И вновь мужчины выпили.

– Да нальет Фрейр зерна в колосьях на наших полях и дарует плодородие нашим женщинам!

Все снова выпили. Хотя у нас дома бонд каждый год устраивал зимний праздник жертвоприношения, я никогда в нем не участвовал. Отец считал, что нам с Бьёрном лучше оставаться дома, а сам, возвращаясь на утренней заре домой, всегда был сонным и нетвердо держался на ногах. На следующий день он сидел у очага, стонал, жаловался на головную боль и требовал, чтобы мы с Бьёрном поклялись ему держаться подальше от пива и меда, когда вырастем. А если нам все-таки придется участвовать в пирушках, мы должны пить только с равными нам, родичами и друзьями. Иначе легко нарваться на ссору.

Мужчины опустошили свои рога.
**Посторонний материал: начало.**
// Team container state machine
//
// Cards and the form emit commands; only `TeamState::apply` mutates.

use tracing::{debug, warn};

use crate::{MemberDraft, MemberId, Roster, TeamConfig, TeamError, TeamMember};

/// Which form is open. Exclusive by construction.
#[derive(Debug, Clone, PartialEq, Eq, Default)]
pub enum FormMode {
    #[default]
    Closed,
    Creating,
    Editing(TeamMember),
}

impl FormMode {
    pub fn is_open(&self) -> bool {
        !matches!(self, FormMode::Closed)
    }

    /// Initial draft for the form rendered in this mode.
    pub fn initial_draft(&self) -> Option<MemberDraft> {
        match self {
            FormMode::Closed => None,
            FormMode::Creating => Some(MemberDraft::default()),
            FormMode::Editing(member) => Some(member.draft()),
        }
    }

    /// Stable key so a mode change remounts the form with a fresh draft.
    pub fn key(&self) -> String {
        match self {
            FormMode::Closed => "closed".to_string(),
            FormMode::Creating => "create".to_string(),
            FormMode::Editing(member) => format!("edit-{}", member.id),
        }
    }
}

/// Emitted by a member card.
#[derive(Debug, Clone, PartialEq, Eq)]
pub enum CardCommand {
    RequestEdit,
    RequestDelete(MemberId),
}

/// Emitted by the member form.
#[derive(Debug, Clone, PartialEq, Eq)]
pub enum FormCommand {
    Submit(MemberDraft),
    Cancel,
}

#[derive(Debug, Clone, PartialEq, Eq)]
pub enum TeamAction {
    OpenCreateForm,
    OpenEditForm(MemberId),
    CancelForm,
    /// Routed by the current form mode.
    Submit(MemberDraft),
    AddMember(MemberDraft),
    UpdateMember(TeamMember),
    DeleteMember(MemberId),
}

impl TeamAction {
    pub fn from_card(member_id: MemberId, command: CardCommand) -> Self {
        match command {
            CardCommand::RequestEdit => TeamAction::OpenEditForm(member_id),
            CardCommand::RequestDelete(id) => TeamAction::DeleteMember(id),
        }
    }
}

impl From<FormCommand> for TeamAction {
    fn from(command: FormCommand) -> Self {
        match command {
            FormCommand::Submit(draft) => TeamAction::Submit(draft),
            FormCommand::Cancel => TeamAction::CancelForm,
        }
    }
}

#[derive(Debug, Clone, PartialEq, Eq)]
pub struct TeamState {
    heading: String,
    team_title: String,
    roster: Roster,
    form_mode: FormMode,
}

impl Default for TeamState {
    fn default() -> Self {
        Self::new(TeamConfig::default())
    }
}

impl TeamState {
    pub fn new(config: TeamConfig) -> Self {
        Self {
            heading: config.heading,
            team_title: config.team_title,
            roster: Roster::new(config.seed, config.id_policy),
            form_mode: FormMode::Closed,
        }
    }

    pub fn heading(&self) -> &str {
        &self.heading
    }

    pub fn team_title(&self) -> &str {
        &self.team_title
    }

    pub fn roster(&self) -> &Roster {
        &self.roster
    }

    pub fn members(&self) -> &[TeamMember] {
        self.roster.members()
    }

    pub fn member_count(&self) -> usize {
        self.roster.len()
    }

    pub fn form_mode(&self) -> &FormMode {
        &self.form_mode
    }

    pub fn form_title(&self) -> Option<&'static str> {
        match self.form_mode {
            FormMode::Closed => None,
            FormMode::Creating => Some("Add Team Member"),
            FormMode::Editing(_) => Some("Edit Team Member"),
        }
    }

    pub fn submit_label(&self) -> Option<&'static str> {
        match self.form_mode {
            FormMode::Closed => None,
            FormMode::Creating => Some("Add Member"),
            FormMode::Editing(_) => Some("Update Member"),
        }
    }

    pub fn open_create_form(&mut self) {
        self.form_mode = FormMode::Creating;
    }

    pub fn open_edit_form(&mut self, id: MemberId) -> Result<(), TeamError> {
        let member = self.roster.get(id).ok_or(TeamError::UnknownMember(id))?;
        self.form_mode = FormMode::Editing(member.clone());
        Ok(())
    }

    pub fn cancel_form(&mut self) {
        self.form_mode = FormMode::Closed;
    }

    /// Leaves the form open when no id can be allocated.
    pub fn add_member(&mut self, draft: MemberDraft) -> Result<MemberId, TeamError> {
        let id = self.roster.add(draft)?.id;
        self.form_mode = FormMode::Closed;
        Ok(id)
    }

    /// Closes the form even when no member matches.
    pub fn update_member(&mut self, updated: TeamMember) -> Result<(), TeamError> {
        self.form_mode = FormMode::Closed;
        self.roster.update(updated)
    }

    pub fn delete_member(&mut self, id: MemberId) -> Result<TeamMember, TeamError> {
        self.roster.remove(id)
    }

    /// Single mutation entry point. Errors are logged and swallowed so that
    /// the state is left unchanged.
    pub fn apply(&mut self, action: TeamAction) {
        debug!(?action, "applying team action");

        let result = match action {
            TeamAction::OpenCreateForm => {
                self.open_create_form();
                Ok(())
            }
            TeamAction::OpenEditForm(id) => self.open_edit_form(id),
            TeamAction::CancelForm => {
                self.cancel_form();
                Ok(())
            }
            TeamAction::Submit(draft) => self.submit(draft),
            TeamAction::AddMember(draft) => self.add_member(draft).map(|_| ()),
            TeamAction::UpdateMember(member) => self.update_member(member),
            TeamAction::DeleteMember(id) => self.delete_member(id).map(|_| ()),
        };

        if let Err(e) = result {
            warn!("team action ignored: {}", e);
        }
    }

    fn submit(&mut self, draft: MemberDraft) -> Result<(), TeamError> {
        match &self.form_mode {
            FormMode::Closed => {
                warn!("submit received with no form open");
                Ok(())
            }
            FormMode::Creating => self.add_member(draft).map(|_| ()),
            FormMode::Editing(member) => {
                let updated = TeamMember::from_draft(member.id, draft);
                self.update_member(updated)
            }
        }
    }
}

#[cfg(test)]
mod tests {
    use super::*;

    fn ann() -> MemberDraft {
        MemberDraft::new("Ann", "Auditor", "a@x.com", "555")
    }

    #[test]
    fn test_open_create_then_cancel() {
        let mut state = TeamState::default();
        let before = state.members().to_vec();

        state.apply(TeamAction::OpenCreateForm);
        assert_eq!(state.form_mode(), &FormMode::Creating);
        assert_eq!(state.form_title(), Some("Add Team Member"));

        state.apply(TeamAction::CancelForm);
        assert_eq!(state.form_mode(), &FormMode::Closed);
        assert_eq!(state.members(), before.as_slice());
    }

    #[test]
    fn test_edit_form_prepopulates_draft() {
        let mut state = TeamState::default();
        state.apply(TeamAction::OpenEditForm(2));

        let draft = state.form_mode().initial_draft().unwrap();
        assert_eq!(draft, MemberDraft::new("Jane Smith", "Accountant", "jane@example.com", "(555) 987-6543"));
        assert_eq!(state.submit_label(), Some("Update Member"));
        assert_eq!(state.form_mode().key(), "edit-2");
    }

    #[test]
    fn test_open_edit_unknown_member_is_ignored() {
        let mut state = TeamState::default();
        state.apply(TeamAction::OpenCreateForm);
        state.apply(TeamAction::OpenEditForm(99));
        assert_eq!(state.form_mode(), &FormMode::Creating);
    }

    #[test]
    fn test_modes_are_exclusive() {
        let mut state = TeamState::default();
        state.apply(TeamAction::OpenCreateForm);
        state.apply(TeamAction::OpenEditForm(1));
        assert!(matches!(state.form_mode(), FormMode::Editing(m) if m.id == 1));

        state.apply(TeamAction::OpenCreateForm);
        assert_eq!(state.form_mode(), &FormMode::Creating);
    }

    #[test]
    fn test_submit_while_creating_adds() {
        let mut state = TeamState::default();
        state.apply(TeamAction::OpenCreateForm);
        state.apply(TeamAction::Submit(ann()));

        assert_eq!(state.member_count(), 4);
        assert_eq!(state.members()[3], TeamMember::from_draft(4, ann()));
        assert_eq!(state.form_mode(), &FormMode::Closed);
    }

    #[test]
    fn test_submit_while_editing_replaces_fields_keeps_id() {
        let mut state = TeamState::default();
        state.apply(TeamAction::OpenEditForm(1));
        state.apply(TeamAction::Submit(ann()));

        assert_eq!(state.member_count(), 3);
        assert_eq!(state.members()[0], TeamMember::from_draft(1, ann()));
        assert_eq!(state.form_mode(), &FormMode::Closed);
    }

    #[test]
    fn test_submit_while_closed_is_ignored() {
        let mut state = TeamState::default();
        let before = state.clone();
        state.apply(TeamAction::Submit(ann()));
        assert_eq!(state, before);
    }

    #[test]
    fn test_update_unknown_member_closes_form() {
        let mut state = TeamState::default();
        state.apply(TeamAction::OpenEditForm(3));
        let before = state.members().to_vec();

        state.apply(TeamAction::UpdateMember(TeamMember::from_draft(77, ann())));
        assert_eq!(state.members(), before.as_slice());
        assert_eq!(state.form_mode(), &FormMode::Closed);
    }

    #[test]
    fn test_delete_does_not_touch_form_mode() {
        let mut state = TeamState::default();
        state.apply(TeamAction::OpenCreateForm);
        state.apply(TeamAction::DeleteMember(1));
        assert_eq!(state.form_mode(), &FormMode::Creating);
        assert_eq!(state.roster().ids(), vec![2, 3]);
    }

    #[test]
    fn test_command_mapping() {
        assert_eq!(TeamAction::from_card(5, CardCommand::RequestEdit), TeamAction::OpenEditForm(5));
        assert_eq!(TeamAction::from_card(5, CardCommand::RequestDelete(5)), TeamAction::DeleteMember(5));
        assert_eq!(TeamAction::from(FormCommand::Cancel), TeamAction::CancelForm);
        assert_eq!(TeamAction::from(FormCommand::Submit(ann())), TeamAction::Submit(ann()));
    }

    #[test]
    fn test_duplicate_seed_ids_are_dropped() {
        let seed = vec![
            TeamMember::from_draft(1, MemberDraft::new("A", "Analyst", "a@x.com", "1")),
            TeamMember::from_draft(1, MemberDraft::new("B", "Analyst", "b@x.com", "2")),
        ];
        let mut state = TeamState::new(TeamConfig::default().with_seed(seed));
        assert_eq!(state.roster().ids(), vec![1]);

        state.apply(TeamAction::DeleteMember(1));
        assert!(state.members().is_empty());
    }

    #[test]
    fn test_add_past_last_id_is_ignored() {
        let seed = vec![TeamMember::from_draft(MemberId::MAX, ann())];
        let mut state = TeamState::new(TeamConfig::default().with_seed(seed));

        state.apply(TeamAction::OpenCreateForm);
        state.apply(TeamAction::Submit(ann()));
        assert_eq!(state.member_count(), 1);
        assert_eq!(state.form_mode(), &FormMode::Creating);

        state.apply(TeamAction::AddMember(ann()));
        assert_eq!(state.member_count(), 1);
    }
}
Пока женщины вновь наполняли их, Харальд Рыжий заметил, что я не притронулся к питью.

– Ты должен выпить, – сказал он. – Ты сидишь здесь взамен своего хозяина.

– Отец говорил… – выпалил я, прежде чем успел подумать.
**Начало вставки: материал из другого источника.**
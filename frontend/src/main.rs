use yew::prelude::*;

mod components;
mod logging;
mod pages;
mod theme;

use pages::team::TeamManagementPage;
use theme::{ThemeProvider, ThemeToggle, use_theme};

const TAILWIND_CSS: &str = "https://cdn.jsdelivr.net/npm/tailwindcss@2.2.19/dist/tailwind.min.css";

#[function_component(AppShell)]
fn app_shell() -> Html {
    let palette = use_theme().mode.palette();

    html! {
        <div class={classes!("min-h-screen", palette.page)}>
            <header class="flex justify-end px-6 pt-4">
                <ThemeToggle />
            </header>
            <TeamManagementPage />
        </div>
    }
}

#[function_component(App)]
fn app() -> Html {
    html! {
        <ThemeProvider>
            <AppShell />
        </ThemeProvider>
    }
}

fn append_stylesheet(href: &str) -> Option<()> {
    let document = web_sys::window()?.document()?;
    let link = document.create_element("link").ok()?;
    link.set_attribute("href", href).ok()?;
    link.set_attribute("rel", "stylesheet").ok()?;
    document.head()?.append_child(&link).ok()?;
    Some(())
}

fn main() {
    if let Err(e) = logging::init_tracing() {
        gloo::console::error!(format!("failed to install tracing subscriber: {}", e));
    }

    // Load Tailwind CSS
    if append_stylesheet(TAILWIND_CSS).is_none() {
        gloo::console::error!("failed to load stylesheet");
    }

    // Apply initial theme
    theme::apply_theme(theme::load_theme());

    yew::Renderer::<App>::new().render();
}
// Animated container: enter transition on mount plus optional hover scale.
// Buttons get the same hover scale plus a press scale.

use gloo::timers::callback::Timeout;
use yew::prelude::*;

#[derive(Clone, Copy, Debug, PartialEq, Eq, Default)]
pub enum Enter {
    #[default]
    Fade,
    SlideUp,
    Still,
}

#[derive(Clone, Copy, Debug, PartialEq, Eq, Default)]
pub enum Hover {
    #[default]
    None,
    Grow,
    Pop,
}

#[derive(Clone, Copy, Debug, PartialEq, Eq, Default)]
pub enum Press {
    #[default]
    None,
    Soft,
    Firm,
}

fn hover_class(hover: Hover) -> Option<&'static str> {
    match hover {
        Hover::None => None,
        Hover::Grow => Some("hover:scale-105"),
        Hover::Pop => Some("hover:scale-110"),
    }
}

fn press_class(press: Press) -> Option<&'static str> {
    match press {
        Press::None => None,
        Press::Soft => Some("active:scale-95"),
        Press::Firm => Some("active:scale-90"),
    }
}

/// Classes for a button that scales on hover and on press.
pub fn button_motion(hover: Hover, press: Press) -> Classes {
    classes!("transition", "transform", hover_class(hover), press_class(press))
}

pub fn motion_classes(enter: Enter, hover: Hover, entered: bool) -> Classes {
    let mut classes = classes!("transition", "duration-300", "ease-out", "transform");

    match (enter, entered) {
        (Enter::Still, _) => {}
        (Enter::Fade, true) => classes.push("opacity-100"),
        (Enter::Fade, false) => classes.push("opacity-0"),
        (Enter::SlideUp, true) => classes.push(classes!("opacity-100", "translate-y-0")),
        (Enter::SlideUp, false) => classes.push(classes!("opacity-0", "translate-y-5")),
    }

    classes.push(hover_class(hover));
    classes
}

#[derive(Properties, PartialEq)]
pub struct MotionProps {
    pub children: Html,
    #[prop_or_default]
    pub class: Classes,
    #[prop_or_default]
    pub enter: Enter,
    #[prop_or_default]
    pub hover: Hover,
}

#[function_component(Motion)]
pub fn motion(props: &MotionProps) -> Html {
    let entered = use_state(|| false);

    // Flip after the first paint so the transition runs.
    {
        let entered = entered.clone();
        use_effect_with((), move |_| {
            let timeout = Timeout::new(16, move || entered.set(true));
            move || drop(timeout)
        });
    }

    html! {
        <div class={classes!(motion_classes(props.enter, props.hover, *entered), props.class.clone())}>
            { props.children.clone() }
        </div>
    }
}
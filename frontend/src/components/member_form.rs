// Member Form - controlled add / edit form over a local draft

use std::rc::Rc;

use teamroster_shared::{FormCommand, MemberDraft, MemberField, TeamMember};
use web_sys::HtmlInputElement;
use yew::prelude::*;

use super::motion::{Enter, Hover, Motion, Press, button_motion};
use crate::theme::use_theme;

#[derive(Debug, Clone, PartialEq, Default)]
struct Draft(MemberDraft);

impl Reducible for Draft {
    type Action = (MemberField, String);

    fn reduce(self: Rc<Self>, (field, value): Self::Action) -> Rc<Self> {
        let mut next = self.0.clone();
        next.set(field, value);
        Rc::new(Draft(next))
    }
}

#[derive(Properties, PartialEq)]
pub struct MemberFormProps {
    /// Present in edit mode; seeds the draft once on mount.
    #[prop_or_default]
    pub member: Option<TeamMember>,
    pub title: AttrValue,
    pub submit_label: AttrValue,
    pub on_command: Callback<FormCommand>,
}

#[function_component(MemberForm)]
pub fn member_form(props: &MemberFormProps) -> Html {
    let palette = use_theme().mode.palette();

    let draft = {
        let initial = props.member.as_ref().map(TeamMember::draft).unwrap_or_default();
        use_reducer(move || Draft(initial))
    };

    let oninput = {
        let draft = draft.clone();
        Callback::from(move |e: InputEvent| {
            let input: HtmlInputElement = e.target_unchecked_into();
            if let Some(field) = MemberField::from_str(&input.name()) {
                draft.dispatch((field, input.value()));
            }
        })
    };

    let onsubmit = {
        let draft = draft.clone();
        let on_command = props.on_command.clone();
        Callback::from(move |e: SubmitEvent| {
            e.prevent_default();

            let current = draft.0.clone();
            if let Err(err) = current.validate() {
                gloo::console::warn!(format!("Member form not submitted: {}", err));
                return;
            }
            on_command.emit(FormCommand::Submit(current));
        })
    };

    let on_cancel = {
        let on_command = props.on_command.clone();
        Callback::from(move |_| on_command.emit(FormCommand::Cancel))
    };

    html! {
        <Motion enter={Enter::SlideUp} class={classes!("mt-4", "p-4", "rounded-lg", palette.form_panel)}>
            <h4 class="text-lg font-semibold mb-4">{&props.title}</h4>
            <form {onsubmit} class="space-y-4">
                { for MemberField::all().into_iter().map(|field| html! {
                    <input
                        type={field.input_type()}
                        name={field.as_str()}
                        value={draft.0.get(field).to_string()}
                        oninput={oninput.clone()}
                        placeholder={field.placeholder()}
                        class={classes!("w-full", "p-2", "rounded", palette.input)}
                        required=true
                    />
                })}
                <div class="flex justify-end space-x-2">
                    <button
                        type="button"
                        onclick={on_cancel}
                        class={classes!("px-4", "py-2", "rounded", button_motion(Hover::Grow, Press::Soft), palette.cancel_button)}
                    >
                        {"Cancel"}
                    </button>
                    <button
                        type="submit"
                        class={classes!("px-4", "py-2", "rounded", button_motion(Hover::Grow, Press::Soft), palette.primary_button)}
                    >
                        {&props.submit_label}
                    </button>
                </div>
            </form>
        </Motion>
    }
}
– Да? – Харальд покосился на меня со своего места. – Что говорил твой отец?

– Он говорил, что пить можно только с равными.
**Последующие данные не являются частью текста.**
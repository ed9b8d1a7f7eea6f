// Member Card - read-only view of one member with edit / delete triggers

use teamroster_shared::{CardCommand, TeamMember};
use yew::prelude::*;

use super::icons::{Icon, IconKind};
use super::motion::{Enter, Hover, Motion, Press, button_motion};
use crate::theme::use_theme;

#[derive(Properties, PartialEq)]
pub struct MemberCardProps {
    pub member: TeamMember,
    pub on_command: Callback<CardCommand>,
}

#[function_component(MemberCard)]
pub fn member_card(props: &MemberCardProps) -> Html {
    let palette = use_theme().mode.palette();

    let on_edit = {
        let on_command = props.on_command.clone();
        Callback::from(move |_| on_command.emit(CardCommand::RequestEdit))
    };

    let on_delete = {
        let on_command = props.on_command.clone();
        let id = props.member.id;
        Callback::from(move |_| on_command.emit(CardCommand::RequestDelete(id)))
    };

    html! {
        <Motion enter={Enter::Still} hover={Hover::Grow} class={classes!("p-4", "rounded-lg", "border", palette.card)}>
            <div class="flex items-center mb-2">
                <div class={classes!("w-12", "h-12", "rounded-full", "flex", "items-center", "justify-center", "mr-4", palette.avatar)}>
                    <Icon kind={IconKind::Users} class={classes!("w-6", "h-6", palette.avatar_icon)} />
                </div>
                <div>
                    <h4 class="text-lg font-semibold">{&props.member.name}</h4>
                    <p class={classes!("text-sm", palette.muted_text)}>{&props.member.role}</p>
                </div>
            </div>
            <div class="mt-4 space-y-2">
                <p class={classes!("flex", "items-center", "text-sm", palette.muted_text)}>
                    <Icon kind={IconKind::Mail} class="w-4 h-4 mr-2" />
                    {&props.member.email}
                </p>
                <p class={classes!("flex", "items-center", "text-sm", palette.muted_text)}>
                    <Icon kind={IconKind::Phone} class="w-4 h-4 mr-2" />
                    {&props.member.phone}
                </p>
            </div>
            <div class="mt-4 flex justify-end space-x-2">
                <button
                    onclick={on_edit}
                    title="Edit"
                    class={classes!("p-2", "rounded", button_motion(Hover::Pop, Press::Firm), palette.icon_button)}
                >
                    <Icon kind={IconKind::Edit} />
                </button>
                <button
                    onclick={on_delete}
                    title="Delete"
                    class={classes!("p-2", "rounded", button_motion(Hover::Pop, Press::Firm), palette.danger_button)}
                >
                    <Icon kind={IconKind::Trash} />
                </button>
            </div>
        </Motion>
    }
}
Харальд пригладил бороду, взвешивая мои слова.

– Твой отец дал тебе хороший совет, – вымолвил он наконец. – Но я все же хочу, чтобы ты сейчас выпил.

И вновь все обратили взгляды на меня. Я поднял рог, приветствуя мужчин, сидящих вокруг очага, как это раньше делали другие, поднес его к губам и сделал глоток. На вкус пиво было слаще, чем я думал. Горечи совсем не чувствовалось.

В тот вечер здравицы звучали много раз. Обычай был таков, что сначала мужчины чествовали Одина и его сыновей, а поскольку молот Тора призывали и для того, чтобы на поля пролился дождь, и для того, чтобы он защитил от подземных жителей и другой нечисти, таящейся в темноте, за него пили и два, и три раза. Пили также за Фрейра, за его сестру Фрейю и за их отца Ньёрда, который приносил удачу купцам и мореходам. Когда мы подняли рога за них всех, мужчины уже опустошали свой третий рог, и нетрудно было заметить, что они начали пьянеть. Я пытался отхлебывать понемногу, но и я уже допил первый рог и приканчивал второй. Голова налилась тяжестью и начинала кружиться. Я чувствовал, что мне пора выйти помочиться, но был не в силах подняться. Когда кубки наполнили для нового круга, Харальд Рыжий перегнулся через подлокотник своего кресла и взглянул на меня.